The first anniversary of the Lehman collapse is a deeply depressing one, because I see little evidence that anything has changed, or that any real lessons have been learned. But who am I to say? — I don’t have any expertise in the area. Joe Stiglitz, however, does. (He has a Nobel Prize in economics.) And here’s what he has to say in today’s Guardian:
Unquestionably we should not have allowed banks to become so big and so intertwined that their failure would cause a crisis. But the Obama administration has created a new concept: institutions too big to be resolved, too big for capital markets to provide the necessary discipline. The perverse incentives for excessive risk-taking at taxpayers’ expense are even worse with the too-big-to-be-resolved banks than they are at the too-big-to-fail institutions. We have signed a blank cheque on the public purse. We have not circumscribed their gambling – indeed, they have access to funds from the Fed at close to zero interest rates, and it appears that “trading profits” have (besides “accounting” changes) become the major source of returns.
Last night Barack Obama defended his administration’s response to the financial crisis, but the reality is that a year on from Lehmans’ collapse, it has failed to take adequate steps to restrict institutions’ size, their risk-taking, and their interconnectedness. Indeed, it has allowed the big banks to become even bigger – just as it has failed to stem the flow of profligate executive bonuses. Obama’s call on Wall Street yesterday to support “the most ambitious overhaul of the financial system since the Great Depression” is welcome – but the devil, as ever, will be in the detail.
There remain many institutions willing and able to engage in gambling, trading and speculation. There is no justification for this to be done by institutions underwritten by the public. The implicit guarantee distorts the market, providing them a competitive advantage and giving rise to a dynamic of ever-increasing size and concentration. Only their own managerial competence, demonstrated amply by a few institutions, provides a check on the whole process.
At the moment, there seems to be little evidence that people in the financial services industry accept responsibility for the catastrophe they created. An interesting report from the IPPR think-tank puts it nicely:
Financial institutions have also discovered they are not as clever as they thought they were. Keynes said, ‘Practical men,who believe themselves to be quite exempt from any intellectual influence, are usually the slaves of some defunct economist’. In this instance, bankers, hedge funds and the rest were slaves to the economists who told them that people were rational and financial markets efficient. They built complex risk measurement systems, based on these theories, which told them that their positions were safe because they were well-diversified and they ignored the sceptics, such as Nassim Taleb (2007), who warned that these models could not cope with extreme outcomes and, crucially, that these extreme outcomes tend to happen more frequently than statistical models would suggest. However, events have proved Taleb right and the combined wisdom of the financial system wrong.

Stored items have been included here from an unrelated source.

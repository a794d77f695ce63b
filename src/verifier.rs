//! Consistency verifier - audits the ledger after a run
//!
//! Two independent checks:
//!
//! 1. **Per actor**: the balance folded from the actor's action log must equal
//!    one fresh balance query.
//! 2. **Conservation**: the sum of all remote balances must equal the sum taken
//!    before the run. This catches cross-actor bugs (a credit landing on the
//!    wrong account) that per-actor logs cannot see.
//!
//! Amounts are fixed-point cents, so both comparisons are exact. Mismatches are
//! reported, never raised.

use std::sync::Arc;

use futures::future::{join_all, try_join_all};
use tracing::{debug, instrument, warn};

use crate::actor::{Actor, expected_balances};
use crate::ledger::{AccountId, LedgerResult};
use crate::money::Amount;

/// Verification result for one actor
#[derive(Debug, Clone, PartialEq, Eq)]
pub struct ActorCheck {
    pub name: String,
    pub account_id: Option<AccountId>,
    pub ok: bool,
    pub expected: Amount,

    /// `None` when the balance query failed
    pub actual: Option<Amount>,

    pub error: Option<String>,
}

impl ActorCheck {
    /// `actual - expected`, when the actual balance is known
    pub fn discrepancy(&self) -> Option<Amount> {
        self.actual.map(|actual| actual - self.expected)
    }
}

#[derive(Debug, Clone, PartialEq, Eq)]
pub struct VerificationReport {
    pub actors: Vec<ActorCheck>,

    /// Sum of remote balances before the run
    pub total_before: Amount,

    /// Sum of remote balances after the run; `None` if any query failed
    pub total_after: Option<Amount>,

    pub conserved: bool,

    /// Every actor ok and money conserved
    pub passed: bool,
}

impl VerificationReport {
    pub fn mismatches(&self) -> impl Iterator<Item = &ActorCheck> {
        self.actors.iter().filter(|check| !check.ok)
    }

    /// `total_after - total_before`
    pub fn discrepancy(&self) -> Option<Amount> {
        self.total_after.map(|after| after - self.total_before)
    }
}

pub struct ConsistencyVerifier;

impl ConsistencyVerifier {
    /// Sum of the actors' remote balances, taken before a run
    #[instrument(skip_all, fields(actors = actors.len()))]
    pub async fn capture_total(actors: &[Arc<Actor>]) -> LedgerResult<Amount> {
        let balances = try_join_all(actors.iter().map(|actor| actor.query_balance())).await?;
        let total: Amount = balances.iter().sum();
        debug!("captured baseline total {total}");
        Ok(total)
    }

    /// Compare every actor against the service and check conservation
    ///
    /// Call only once no operation touching these actors is in flight.
    #[instrument(skip_all, fields(actors = actors.len(), baseline = %baseline))]
    pub async fn verify(actors: &[Arc<Actor>], baseline: Amount) -> VerificationReport {
        let expected = expected_balances(actors);
        let actual = join_all(actors.iter().map(|actor| actor.query_balance())).await;

        let checks: Vec<ActorCheck> = actors
            .iter()
            .zip(expected)
            .zip(actual)
            .map(|((actor, expected), actual)| {
                let check = match actual {
                    Ok(actual) => ActorCheck {
                        name: actor.name().to_string(),
                        account_id: actor.account_id().cloned(),
                        ok: actual == expected,
                        expected,
                        actual: Some(actual),
                        error: None,
                    },
                    Err(e) => ActorCheck {
                        name: actor.name().to_string(),
                        account_id: actor.account_id().cloned(),
                        ok: false,
                        expected,
                        actual: None,
                        error: Some(e.to_string()),
                    },
                };

                if !check.ok {
                    warn!(
                        "[{}] balance mismatch: expected {}, got {}",
                        check.name,
                        check.expected,
                        check
                            .actual
                            .map_or_else(|| "nothing".to_string(), |a| a.to_string())
                    );
                }
                check
            })
            .collect();

        let total_after = checks
            .iter()
            .map(|check| check.actual)
            .sum::<Option<Amount>>();

        let conserved = total_after == Some(baseline);
        if !conserved {
            warn!(
                "money not conserved: before {baseline}, after {}",
                total_after.map_or_else(|| "unknown".to_string(), |t| t.to_string())
            );
        }

        let passed = conserved && checks.iter().all(|check| check.ok);

        VerificationReport {
            actors: checks,
            total_before: baseline,
            total_after,
            conserved,
            passed,
        }
    }
}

It seems obvious, therefore, that tomorrow’s capitalism requires a transformation of culture in the City as well as enhanced regulation, as much to save the financial system from itself as to stop it creating another crisis for the rest of the economy. However, it will be very difficult to change this culture. Although there has clearly been a breakdown in trust between the banks and the rest of the economy, there is little to suggest that the City accepts it was responsible and that it has a major role to play in restoring trust. For example, after Goldman Sachs reported a $3.44 billion profit for the second quarter of 2009, there was speculation that average pay␣(salary and bonuses) at the firm would be $1 million this year.
However, City practitioners are not solely to blame. There has also been a massive failure of accountability, which allowed bankers to do what they did. Remuneration committees did not control bank executives through appropriate packages. Auditors did not sound alarm bells over what banks were doing. Institutional shareholders failed to question banks’ behaviour — indeed they egged them on, for example supporting the RBS board’s decision to buy ABN Amro. And regulators failed to appreciate the scale of systemic risk that was developing. The City’s friends were just as culpable as the bankers themselves.
If the City and its supporters are unwilling, or unable, to alter its culture from within, change will have to be imposed on it from without. Some changes seem obvious. Limits should be placed on remuneration packages to ensure they only reward long-term success, not short- term (and unsustainable) gains. And institutional investors, such as pension funds, should think about how they can encourage the City away from its trading mentality and back to a longer-term buy and hold approach.
There will also have to be changes in regulation, since the old rules have been demonstrated to be clearly inadequate. This does not necessarily mean more regulation — the US already has the most heavily regulated financial sector, but this did not stop financial crises developing there. What is needed is better regulation.
Quite. But will we get it? Don’t hold your breath. Obama has already chickened out.